▶ [Raw data]

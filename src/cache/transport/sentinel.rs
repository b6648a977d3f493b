//! Redis Sentinel topology client

use redis::sentinel::{Sentinel, SentinelNodeConnectionInfo};
use std::collections::hash_map::Entry;
use std::collections::HashMap;
use tracing::debug;

use super::client::{connection_info, RedisClient, TransportOptions};
use crate::cache::config::{Endpoint, Options};
use crate::cache::provider::{KvClient, SentinelConnector, Topology};
use crate::error::{CacheError, CacheResult};

/// Sentinel-backed topology. Every `master_for`/`replica_for` call asks the
/// monitors again; connections are kept per resolved node address and
/// reused while they stay open.
pub struct RedisTopology {
  sentinel: Sentinel,
  node_info: SentinelNodeConnectionInfo,
  transport: TransportOptions,
  nodes: HashMap<String, RedisClient>,
}

impl RedisTopology {
  fn node(&mut self, client: redis::Client) -> CacheResult<&mut RedisClient> {
    let address = client.get_connection_info().addr.to_string();
    if self.nodes.get(&address).is_some_and(|node| !node.is_open()) {
      debug!(address = %address, "Dropping closed node connection");
      self.nodes.remove(&address);
    }
    match self.nodes.entry(address) {
      Entry::Occupied(entry) => Ok(entry.into_mut()),
      Entry::Vacant(entry) => {
        let node = RedisClient::open(&client, &self.transport)?;
        Ok(entry.insert(node))
      }
    }
  }
}

impl Topology for RedisTopology {
  type Client = RedisClient;

  fn master_for(&mut self, group: &str) -> CacheResult<&mut RedisClient> {
    let client = self
      .sentinel
      .master_for(group, Some(&self.node_info))
      .map_err(|e| CacheError::TopologyUnavailable {
        group: group.to_string(),
        role: "master",
        reason: e.to_string(),
      })?;
    self.node(client)
  }

  fn replica_for(&mut self, group: &str) -> CacheResult<&mut RedisClient> {
    let client = self
      .sentinel
      .replica_for(group, Some(&self.node_info))
      .map_err(|e| CacheError::TopologyUnavailable {
        group: group.to_string(),
        role: "replica",
        reason: e.to_string(),
      })?;
    self.node(client)
  }

  fn close(&mut self) -> CacheResult<()> {
    self.nodes.clear();
    Ok(())
  }
}

/// Builds [`RedisTopology`] clients from monitor addresses
#[derive(Debug, Clone, Copy, Default)]
pub struct RedisSentinelConnector;

impl SentinelConnector for RedisSentinelConnector {
  type Topology = RedisTopology;

  fn connect(&self, monitors: &[Endpoint], options: &Options) -> CacheResult<RedisTopology> {
    if monitors.is_empty() {
      return Err(CacheError::InvalidEndpoint(
        "no sentinel monitors configured".to_string(),
      ));
    }
    let transport = TransportOptions::from_options(options)?;
    let monitor_info = monitors
      .iter()
      .map(|endpoint| connection_info(endpoint, transport.sentinel_info()))
      .collect::<CacheResult<Vec<_>>>()?;
    let sentinel = Sentinel::build(monitor_info)?;

    Ok(RedisTopology {
      sentinel,
      node_info: SentinelNodeConnectionInfo {
        tls_mode: None,
        redis_connection_info: Some(transport.node_info()),
      },
      transport,
      nodes: HashMap::new(),
    })
  }
}
//! Key namespacing

use std::fmt;

/// Builds the stored key from a prefix, a version and the caller's key
pub type KeyFunction = fn(key: &str, prefix: &str, version: i64) -> String;

/// Namespaces caller keys as `prefix:version:key`
#[derive(Clone)]
pub struct KeyMaker {
  prefix: String,
  version: i64,
  key_func: KeyFunction,
}

impl KeyMaker {
  pub fn new(prefix: impl Into<String>, version: i64) -> Self {
    Self {
      prefix: prefix.into(),
      version,
      key_func: default_key_func,
    }
  }

  /// Replace the key layout
  pub fn with_key_function(mut self, key_func: KeyFunction) -> Self {
    self.key_func = key_func;
    self
  }

  /// Build the stored key; `version` overrides the default when given
  pub fn make_key(&self, key: &str, version: Option<i64>) -> String {
    (self.key_func)(key, &self.prefix, version.unwrap_or(self.version))
  }
}

impl Default for KeyMaker {
  fn default() -> Self {
    Self::new("", 1)
  }
}

impl fmt::Debug for KeyMaker {
  fn fmt(&self, f: &mut fmt::Formatter<'_>) -> fmt::Result {
    f.debug_struct("KeyMaker")
      .field("prefix", &self.prefix)
      .field("version", &self.version)
      .finish()
  }
}

fn default_key_func(key: &str, prefix: &str, version: i64) -> String {
  format!("{}:{}:{}", prefix, version, key)
}
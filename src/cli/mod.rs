//! `scache` command-line client

mod commands;

pub use commands::{apply_overrides, run, CacheAction, CliArgs};
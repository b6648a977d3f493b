use clap::Parser;
use sentinel_cache::cli::{apply_overrides, run, CliArgs};
use sentinel_cache::{CacheSettings, RedisCache};
use tracing_subscriber::{layer::SubscriberExt, util::SubscriberInitExt};

fn main() -> Result<(), anyhow::Error> {
  let args = CliArgs::parse();

  // Load config: explicit path > auto-detect > defaults
  let mut settings = if let Some(path) = &args.config {
    CacheSettings::from_file(path)?
  } else {
    CacheSettings::find_and_load()?.unwrap_or_default()
  };

  // CLI args override config file
  apply_overrides(&mut settings, &args);

  tracing_subscriber::registry()
    .with(
      tracing_subscriber::EnvFilter::try_from_default_env()
        .unwrap_or_else(|_| settings.logging.level.clone().into()),
    )
    .with(tracing_subscriber::fmt::layer().with_writer(std::io::stderr))
    .init();

  let cache = RedisCache::new(&settings);
  run(&cache, &args.action)
}
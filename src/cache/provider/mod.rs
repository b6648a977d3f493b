//! Connection providers
//!
//! A provider hands the façade a client for each operation. The direct
//! provider always hands out its one memoized connection; the sentinel
//! provider asks the topology for the current master or a replica on every
//! call.

mod direct;
mod sentinel;

pub use direct::DirectProvider;
pub use sentinel::SentinelProvider;

use super::codec::EncodedValue;
use super::config::{Endpoint, Options};
use crate::error::CacheResult;

/// Which node an operation must reach
#[derive(Debug, Clone, Copy, PartialEq, Eq)]
pub enum Role {
  /// Served by a replica when one is available
  Read,
  /// Must reach the master
  Write,
}

impl Role {
  pub fn for_write(for_write: bool) -> Self {
    if for_write {
      Role::Write
    } else {
      Role::Read
    }
  }
}

/// Commands the façade needs from the backing store
pub trait KvClient: Send {
  /// Address of the node this client talks to
  fn address(&self) -> String;

  fn get(&mut self, key: &str) -> CacheResult<Option<EncodedValue>>;

  /// Store a value. `ttl` of `None` means no expiry. Returns whether the
  /// value was stored.
  fn set(
    &mut self,
    key: &str,
    value: &EncodedValue,
    ttl: Option<u64>,
    only_if_absent: bool,
  ) -> CacheResult<bool>;

  fn delete(&mut self, key: &str) -> CacheResult<()>;

  fn incr(&mut self, key: &str, delta: i64) -> CacheResult<i64>;

  fn decr(&mut self, key: &str, delta: i64) -> CacheResult<i64>;

  /// Reset the key's expiry (`None` removes it). Returns whether the key
  /// exists.
  fn expire(&mut self, key: &str, ttl: Option<u64>) -> CacheResult<bool>;

  fn flush_db(&mut self) -> CacheResult<()>;

  fn is_open(&self) -> bool {
    true
  }

  fn close(&mut self) -> CacheResult<()> {
    Ok(())
  }
}

/// Opens single-node clients
pub trait Connector: Send + Sync {
  type Client: KvClient + 'static;

  fn connect(&self, endpoint: &Endpoint, options: &Options) -> CacheResult<Self::Client>;
}

/// Live view of a sentinel-monitored master/replica set
pub trait Topology: Send {
  type Client: KvClient + 'static;

  /// Client for the master the monitors currently report for `group`
  fn master_for(&mut self, group: &str) -> CacheResult<&mut Self::Client>;

  /// Client for a healthy replica of `group`
  fn replica_for(&mut self, group: &str) -> CacheResult<&mut Self::Client>;

  fn close(&mut self) -> CacheResult<()> {
    Ok(())
  }
}

/// Opens a topology client from sentinel monitor addresses
pub trait SentinelConnector: Send + Sync {
  type Topology: Topology + 'static;

  fn connect(&self, monitors: &[Endpoint], options: &Options) -> CacheResult<Self::Topology>;
}

/// Source of role-appropriate clients for cache operations
pub trait ConnectionProvider: Send + Sync {
  /// Run `op` against a client for `role`, creating the underlying
  /// connection on first use
  fn with_client<R>(
    &self,
    role: Role,
    op: impl FnOnce(&mut dyn KvClient) -> CacheResult<R>,
  ) -> CacheResult<R>;

  /// Release the underlying connection; the next operation reconnects
  fn close(&self) -> CacheResult<()>;
}
//! Value codec benchmarks.
//!
//! Run with: cargo bench --bench codec

use criterion::{black_box, criterion_group, criterion_main, BenchmarkId, Criterion, Throughput};
use sentinel_cache::cache::{decode, encode, CacheValue, EncodedValue};
use std::collections::BTreeMap;

fn sample_map(fields: usize) -> CacheValue {
  let mut map = BTreeMap::new();
  for i in 0..fields {
    map.insert(format!("field_{}", i), CacheValue::from(format!("value {}", i)));
  }
  map.insert("count".to_string(), CacheValue::Int(fields as i64));
  map.insert("ratio".to_string(), CacheValue::Float(0.75));
  CacheValue::Map(map)
}

fn bench_encode(c: &mut Criterion) {
  let mut group = c.benchmark_group("encode");
  group.throughput(Throughput::Elements(1));

  group.bench_function("integer", |b| {
    let value = CacheValue::Int(123_456);
    b.iter(|| black_box(encode(&value).unwrap()));
  });

  group.bench_function("text", |b| {
    let value = CacheValue::from("session:abcdef0123456789");
    b.iter(|| black_box(encode(&value).unwrap()));
  });

  for fields in [4, 32, 256].iter() {
    let value = sample_map(*fields);
    group.bench_with_input(BenchmarkId::new("map", fields), &value, |b, value| {
      b.iter(|| black_box(encode(value).unwrap()));
    });
  }

  group.finish();
}

fn bench_decode(c: &mut Criterion) {
  let mut group = c.benchmark_group("decode");
  group.throughput(Throughput::Elements(1));

  group.bench_function("stored_integer", |b| {
    b.iter(|| black_box(decode(EncodedValue::from_stored(b"123456".to_vec()))));
  });

  group.bench_function("foreign_bytes", |b| {
    b.iter(|| black_box(decode(EncodedValue::Bytes(b"not-a-serialized-blob".to_vec()))));
  });

  for fields in [4, 32, 256].iter() {
    let wire = encode(&sample_map(*fields)).unwrap().to_wire();
    group.bench_with_input(BenchmarkId::new("map", fields), &wire, |b, wire| {
      b.iter(|| black_box(decode(EncodedValue::from_stored(wire.clone()))));
    });
  }

  group.finish();
}

criterion_group!(benches, bench_encode, bench_decode);
criterion_main!(benches);
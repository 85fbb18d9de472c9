//! Key Codec Module
//!
//! Maps logical cache keys onto fixed-length, filesystem-safe blob identifiers.

use base64::{engine::general_purpose::URL_SAFE, Engine as _};
use xxhash_rust::xxh64::xxh64;

/// Length of every identifier produced by [`encode_key`].
pub const ENCODED_KEY_LEN: usize = 12;

const KEY_HASH_SEED: u64 = 0;

// == Encode Key ==
/// Derives the blob identifier for a key.
///
/// The xxh64 digest is base64-encoded with the URL-safe alphabet, so the
/// result never contains a path separator. Collisions alias two keys to one
/// blob and are not detected.
pub fn encode_key(key: &str) -> String {
    let digest = xxh64(key.as_bytes(), KEY_HASH_SEED);
    URL_SAFE.encode(digest.to_be_bytes())
}

// == Unit Tests ==
#[cfg(test)]
mod tests {
    use super::*;
    use std::collections::HashSet;

    #[test]
    fn test_encode_is_deterministic() {
        assert_eq!(encode_key("random_bytes"), encode_key("random_bytes"));
    }

    #[test]
    fn test_encode_fixed_length() {
        let long = "x".repeat(10_000);
        for key in ["", "a", "lru.go", long.as_str()] {
            assert_eq!(encode_key(key).len(), ENCODED_KEY_LEN);
        }
    }

    #[test]
    fn test_encode_is_filesystem_safe() {
        for key in ["../../etc/passwd", "a/b\\c", "key with spaces", "ünïcødé"] {
            let id = encode_key(key);
            assert!(
                id.chars()
                    .all(|c| c.is_ascii_alphanumeric() || c == '-' || c == '_' || c == '='),
                "unexpected character in {}",
                id
            );
        }
    }

    #[test]
    fn test_encode_distinct_keys() {
        let ids: HashSet<String> = (0..10_000).map(|i| encode_key(&format!("key{}", i))).collect();
        assert_eq!(ids.len(), 10_000);
    }
}
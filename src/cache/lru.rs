//! LRU Tracker Module
//!
//! Recency ordering of live entries with O(1) promote, remove and evict.

use std::collections::HashMap;

use crate::cache::CacheEntry;

/// Null link in the node arena.
const NIL: usize = usize::MAX;

#[derive(Debug)]
struct Node {
    entry: CacheEntry,
    prev: usize,
    next: usize,
}

// == LRU Tracker ==
/// Tracks access order for LRU eviction strategy.
///
/// Entries live in an arena of nodes doubly linked by index, and a map
/// resolves keys to arena slots:
/// - Front (head) = Most recently used
/// - Back (tail) = Least recently used
///
/// Slots freed by removal are recycled for later inserts.
#[derive(Debug)]
pub struct LruTracker {
    nodes: Vec<Node>,
    free: Vec<usize>,
    slots: HashMap<String, usize>,
    head: usize,
    tail: usize,
}

impl Default for LruTracker {
    fn default() -> Self {
        Self::new()
    }
}

impl LruTracker {
    // == Constructor ==
    /// Creates a new empty LRU tracker.
    pub fn new() -> Self {
        Self {
            nodes: Vec::new(),
            free: Vec::new(),
            slots: HashMap::new(),
            head: NIL,
            tail: NIL,
        }
    }

    // == Promote ==
    /// Moves an existing key to the front and refreshes its timestamp.
    ///
    /// Returns false if the key is not tracked.
    pub fn promote(&mut self, key: &str) -> bool {
        match self.slots.get(key) {
            Some(&idx) => {
                self.detach(idx);
                self.attach_front(idx);
                self.nodes[idx].entry.touch();
                true
            }
            None => false,
        }
    }

    // == Promote Or Insert ==
    /// Marks a key as recently used, inserting it with `size` if new.
    ///
    /// Returns true if a new entry was created. The size of an existing
    /// entry is never changed.
    pub fn promote_or_insert(&mut self, key: &str, size: u64) -> bool {
        if self.promote(key) {
            return false;
        }

        let idx = self.allocate(CacheEntry::new(key.to_string(), size));
        self.attach_front(idx);
        self.slots.insert(key.to_string(), idx);
        true
    }

    // == Remove ==
    /// Removes a key from the tracker, returning its entry.
    pub fn remove(&mut self, key: &str) -> Option<CacheEntry> {
        let idx = self.slots.remove(key)?;
        Some(self.release(idx))
    }

    // == Peek Oldest ==
    /// Returns the least recently used entry without removing it.
    pub fn peek_oldest(&self) -> Option<&CacheEntry> {
        (self.tail != NIL).then(|| &self.nodes[self.tail].entry)
    }

    // == Evict Oldest ==
    /// Returns and removes the least recently used entry.
    ///
    /// Returns None if tracker is empty.
    pub fn evict_oldest(&mut self) -> Option<CacheEntry> {
        if self.tail == NIL {
            return None;
        }
        let idx = self.tail;
        self.slots.remove(&self.nodes[idx].entry.key);
        Some(self.release(idx))
    }

    // == Contains ==
    /// Checks if a key is being tracked.
    pub fn contains(&self, key: &str) -> bool {
        self.slots.contains_key(key)
    }

    /// Looks up the entry for a key without touching it.
    #[cfg(test)]
    fn get(&self, key: &str) -> Option<&CacheEntry> {
        self.slots.get(key).map(|&idx| &self.nodes[idx].entry)
    }

    // == Clear ==
    /// Drops every entry.
    pub fn clear(&mut self) {
        self.nodes.clear();
        self.free.clear();
        self.slots.clear();
        self.head = NIL;
        self.tail = NIL;
    }

    // == Length ==
    /// Returns the number of tracked keys.
    pub fn len(&self) -> usize {
        self.slots.len()
    }

    // == Is Empty ==
    pub fn is_empty(&self) -> bool {
        self.slots.is_empty()
    }

    /// Sum of the sizes of all tracked entries.
    pub fn total_size(&self) -> u64 {
        self.iter().map(|entry| entry.size).sum()
    }

    // == Iteration ==
    /// Entries from most to least recently used.
    pub fn iter(&self) -> Iter<'_> {
        Iter {
            tracker: self,
            cursor: self.head,
        }
    }

    /// Keys from most to least recently used.
    pub fn keys(&self) -> impl Iterator<Item = &str> + '_ {
        self.iter().map(|entry| entry.key.as_str())
    }

    fn allocate(&mut self, entry: CacheEntry) -> usize {
        let node = Node {
            entry,
            prev: NIL,
            next: NIL,
        };
        match self.free.pop() {
            Some(idx) => {
                self.nodes[idx] = node;
                idx
            }
            None => {
                self.nodes.push(node);
                self.nodes.len() - 1
            }
        }
    }

    /// Unlinks a slot, returns it to the free list and hands back its entry.
    fn release(&mut self, idx: usize) -> CacheEntry {
        self.detach(idx);
        self.free.push(idx);
        std::mem::take(&mut self.nodes[idx].entry)
    }

    fn detach(&mut self, idx: usize) {
        let (prev, next) = (self.nodes[idx].prev, self.nodes[idx].next);

        if prev == NIL {
            self.head = next;
        } else {
            self.nodes[prev].next = next;
        }
        if next == NIL {
            self.tail = prev;
        } else {
            self.nodes[next].prev = prev;
        }

        self.nodes[idx].prev = NIL;
        self.nodes[idx].next = NIL;
    }

    fn attach_front(&mut self, idx: usize) {
        self.nodes[idx].prev = NIL;
        self.nodes[idx].next = self.head;
        if self.head == NIL {
            self.tail = idx;
        } else {
            self.nodes[self.head].prev = idx;
        }
        self.head = idx;
    }
}

// == Iterator ==
/// Front-to-back iterator over tracked entries.
pub struct Iter<'a> {
    tracker: &'a LruTracker,
    cursor: usize,
}

impl<'a> Iterator for Iter<'a> {
    type Item = &'a CacheEntry;

    fn next(&mut self) -> Option<Self::Item> {
        if self.cursor == NIL {
            return None;
        }
        let node = &self.tracker.nodes[self.cursor];
        self.cursor = node.next;
        Some(&node.entry)
    }
}

// == Unit Tests ==
#[cfg(test)]
mod tests {
    use super::*;

    fn tracker_with(keys: &[&str]) -> LruTracker {
        let mut lru = LruTracker::new();
        for key in keys {
            lru.promote_or_insert(key, 1);
        }
        lru
    }

    #[test]
    fn test_lru_new() {
        let lru = LruTracker::new();
        assert!(lru.is_empty());
        assert_eq!(lru.len(), 0);
        assert!(lru.peek_oldest().is_none());
    }

    #[test]
    fn test_lru_insert_new_keys() {
        let lru = tracker_with(&["key1", "key2", "key3"]);

        assert_eq!(lru.len(), 3);
        // key1 is oldest (added first)
        assert_eq!(lru.peek_oldest().unwrap().key, "key1");
        assert_eq!(lru.keys().collect::<Vec<_>>(), vec!["key3", "key2", "key1"]);
    }

    #[test]
    fn test_lru_promote_existing_key() {
        let mut lru = tracker_with(&["key1", "key2", "key3"]);

        assert!(!lru.promote_or_insert("key1", 999));

        assert_eq!(lru.len(), 3);
        assert_eq!(lru.peek_oldest().unwrap().key, "key2");
        // size is fixed at insertion
        assert_eq!(lru.get("key1").unwrap().size, 1);
    }

    #[test]
    fn test_lru_promote_missing_key() {
        let mut lru = tracker_with(&["key1"]);
        assert!(!lru.promote("nope"));
        assert_eq!(lru.len(), 1);
    }

    #[test]
    fn test_lru_promote_refreshes_timestamp() {
        let mut lru = tracker_with(&["key1"]);
        let before = lru.get("key1").unwrap().last_access;

        std::thread::sleep(std::time::Duration::from_millis(5));
        lru.promote("key1");

        assert!(lru.get("key1").unwrap().last_access > before);
    }

    #[test]
    fn test_lru_evict_oldest() {
        let mut lru = tracker_with(&["key1", "key2", "key3"]);

        assert_eq!(lru.evict_oldest().unwrap().key, "key1");
        assert_eq!(lru.len(), 2);
        assert!(!lru.contains("key1"));

        assert_eq!(lru.evict_oldest().unwrap().key, "key2");
        assert_eq!(lru.len(), 1);
    }

    #[test]
    fn test_lru_evict_empty() {
        let mut lru = LruTracker::new();
        assert!(lru.evict_oldest().is_none());
    }

    #[test]
    fn test_lru_remove() {
        let mut lru = tracker_with(&["key1", "key2", "key3"]);

        let removed = lru.remove("key2").unwrap();

        assert_eq!(removed.key, "key2");
        assert_eq!(lru.len(), 2);
        assert!(!lru.contains("key2"));
        assert_eq!(lru.keys().collect::<Vec<_>>(), vec!["key3", "key1"]);
    }

    #[test]
    fn test_lru_remove_nonexistent_key() {
        let mut lru = tracker_with(&["key1", "key2"]);

        assert!(lru.remove("nonexistent").is_none());
        assert_eq!(lru.len(), 2);
    }

    #[test]
    fn test_lru_remove_head_and_tail() {
        let mut lru = tracker_with(&["a", "b", "c"]);

        lru.remove("c");
        lru.remove("a");

        assert_eq!(lru.keys().collect::<Vec<_>>(), vec!["b"]);
        assert_eq!(lru.peek_oldest().unwrap().key, "b");

        lru.remove("b");
        assert!(lru.is_empty());
        assert!(lru.peek_oldest().is_none());
        assert_eq!(lru.keys().count(), 0);
    }

    #[test]
    fn test_lru_order_after_multiple_touches() {
        let mut lru = tracker_with(&["a", "b", "c"]);

        // [c, b, a] -> touch a, c, b -> [b, c, a]
        lru.promote("a");
        lru.promote("c");
        lru.promote("b");

        assert_eq!(lru.evict_oldest().unwrap().key, "a");
        assert_eq!(lru.evict_oldest().unwrap().key, "c");
        assert_eq!(lru.evict_oldest().unwrap().key, "b");
    }

    #[test]
    fn test_lru_touch_same_key_multiple_times() {
        let mut lru = LruTracker::new();

        assert!(lru.promote_or_insert("key1", 1));
        assert!(!lru.promote_or_insert("key1", 1));
        assert!(!lru.promote_or_insert("key1", 1));

        assert_eq!(lru.len(), 1);
        assert_eq!(lru.evict_oldest().unwrap().key, "key1");
        assert!(lru.is_empty());
    }

    #[test]
    fn test_lru_slots_are_recycled() {
        let mut lru = tracker_with(&["a", "b"]);
        lru.remove("a");
        lru.promote_or_insert("c", 1);

        assert_eq!(lru.nodes.len(), 2);
        assert_eq!(lru.keys().collect::<Vec<_>>(), vec!["c", "b"]);
    }

    #[test]
    fn test_lru_total_size_and_clear() {
        let mut lru = LruTracker::new();
        lru.promote_or_insert("a", 10);
        lru.promote_or_insert("b", 20);
        assert_eq!(lru.total_size(), 30);

        lru.clear();

        assert!(lru.is_empty());
        assert_eq!(lru.total_size(), 0);
        assert!(lru.peek_oldest().is_none());
        assert!(lru.promote_or_insert("a", 5));
        assert_eq!(lru.total_size(), 5);
    }
}
//! Blob Store Module
//!
//! Thin wrapper over a storage directory holding one file per identifier.

use std::io::ErrorKind;
use std::path::{Path, PathBuf};

use tokio::fs;
use tokio::io::AsyncReadExt;
use tracing::{debug, warn};

use crate::error::{CacheError, Result};

// == Blob Store ==
/// Stores payload bytes as files directly under a root directory.
///
/// Holds no mutable state; the cache engine serializes access to it.
#[derive(Debug, Clone)]
pub struct BlobStore {
    root: PathBuf,
}

impl BlobStore {
    /// Creates a store rooted at `root`. Nothing is touched on disk.
    pub fn new(root: impl Into<PathBuf>) -> Self {
        Self { root: root.into() }
    }

    /// Directory holding the blobs.
    pub fn root(&self) -> &Path {
        &self.root
    }

    /// Location of the blob for `id`.
    pub fn path_for(&self, id: &str) -> PathBuf {
        self.root.join(id)
    }

    // == Exists ==
    /// Checks whether anything is stored under `id`.
    pub async fn exists(&self, id: &str) -> Result<bool> {
        let path = self.path_for(id);
        match fs::symlink_metadata(&path).await {
            Ok(_) => Ok(true),
            Err(e) if e.kind() == ErrorKind::NotFound => Ok(false),
            Err(e) => Err(CacheError::storage(path, e)),
        }
    }

    // == Write ==
    /// Persists `bytes` under `id`, replacing any existing file.
    pub async fn write(&self, id: &str, bytes: &[u8]) -> Result<()> {
        let path = self.path_for(id);
        fs::write(&path, bytes)
            .await
            .map_err(|e| CacheError::storage(path, e))
    }

    // == Read ==
    /// Returns the full contents stored under `id`.
    pub async fn read(&self, id: &str) -> Result<Vec<u8>> {
        let path = self.path_for(id);
        fs::read(&path).await.map_err(|e| CacheError::storage(path, e))
    }

    /// Reads the blob into `buf`, replacing its contents and keeping its allocation.
    ///
    /// Returns the number of bytes read. On error `buf` may hold a partial read.
    pub async fn read_into(&self, id: &str, buf: &mut Vec<u8>) -> Result<usize> {
        let path = self.path_for(id);
        buf.clear();
        let mut file = fs::File::open(&path)
            .await
            .map_err(|e| CacheError::storage(&path, e))?;
        file.read_to_end(buf)
            .await
            .map_err(|e| CacheError::storage(&path, e))
    }

    // == Delete ==
    /// Removes the blob for `id`. A missing blob is not an error.
    pub async fn delete(&self, id: &str) -> Result<()> {
        let path = self.path_for(id);
        match fs::remove_file(&path).await {
            Ok(()) => Ok(()),
            Err(e) if e.kind() == ErrorKind::NotFound => Ok(()),
            Err(e) => Err(CacheError::storage(path, e)),
        }
    }

    // == Delete All ==
    /// Best-effort removal of every listed blob.
    ///
    /// Failures are logged and skipped. Returns how many deletions succeeded.
    pub async fn delete_all(&self, ids: &[String]) -> usize {
        let mut removed = 0;
        for id in ids {
            match self.delete(id).await {
                Ok(()) => removed += 1,
                Err(e) => warn!(error = %e, "Failed to delete blob"),
            }
        }
        removed
    }

    // == Reset ==
    /// Wipes the whole directory and recreates it empty.
    ///
    /// Removal is best-effort; only failing to recreate the directory is an error.
    pub async fn reset(&self) -> Result<()> {
        match fs::remove_dir_all(&self.root).await {
            Ok(()) => debug!(root = %self.root.display(), "Removed storage directory"),
            Err(e) if e.kind() == ErrorKind::NotFound => {}
            Err(e) => warn!(root = %self.root.display(), error = %e, "Failed to clear storage directory"),
        }
        self.ensure_root().await
    }

    /// Creates the root directory (and parents) if missing.
    pub async fn ensure_root(&self) -> Result<()> {
        fs::create_dir_all(&self.root)
            .await
            .map_err(|e| CacheError::storage(&self.root, e))
    }
}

▶ [What you have to do]
Everything from the first line of the records through the line containing "from monitor addresses" is to be set down exactly, while later lines are left out.

▶ [Response]
filename src/cache/transport/sentinel.rs
repository b6648a977d3f493b
//! Redis Sentinel topology client

use redis::sentinel::{Sentinel, SentinelNodeConnectionInfo};
use std::collections::hash_map::Entry;
use std::collections::HashMap;
use tracing::debug;

use super::client::{connection_info, RedisClient, TransportOptions};
use crate::cache::config::{Endpoint, Options};
use crate::cache::provider::{KvClient, SentinelConnector, Topology};
use crate::error::{CacheError, CacheResult};

/// Sentinel-backed topology. Every `master_for`/`replica_for` call asks the
/// monitors again; connections are kept per resolved node address and
/// reused while they stay open.
pub struct RedisTopology {
  sentinel: Sentinel,
  node_info: SentinelNodeConnectionInfo,
  transport: TransportOptions,
  nodes: HashMap<String, RedisClient>,
}

impl RedisTopology {
  fn node(&mut self, client: redis::Client) -> CacheResult<&mut RedisClient> {
    let address = client.get_connection_info().addr.to_string();
    if self.nodes.get(&address).is_some_and(|node| !node.is_open()) {
      debug!(address = %address, "Dropping closed node connection");
      self.nodes.remove(&address);
    }
    match self.nodes.entry(address) {
      Entry::Occupied(entry) => Ok(entry.into_mut()),
      Entry::Vacant(entry) => {
        let node = RedisClient::open(&client, &self.transport)?;
        Ok(entry.insert(node))
      }
    }
  }
}

impl Topology for RedisTopology {
  type Client = RedisClient;

  fn master_for(&mut self, group: &str) -> CacheResult<&mut RedisClient> {
    let client = self
      .sentinel
      .master_for(group, Some(&self.node_info))
      .map_err(|e| CacheError::TopologyUnavailable {
        group: group.to_string(),
        role: "master",
        reason: e.to_string(),
      })?;
    self.node(client)
  }

  fn replica_for(&mut self, group: &str) -> CacheResult<&mut RedisClient> {
    let client = self
      .sentinel
      .replica_for(group, Some(&self.node_info))
      .map_err(|e| CacheError::TopologyUnavailable {
        group: group.to_string(),
        role: "replica",
        reason: e.to_string(),
      })?;
    self.node(client)
  }

  fn close(&mut self) -> CacheResult<()> {
    self.nodes.clear();
    Ok(())
  }
}

/// Builds [`RedisTopology`] clients from monitor addresses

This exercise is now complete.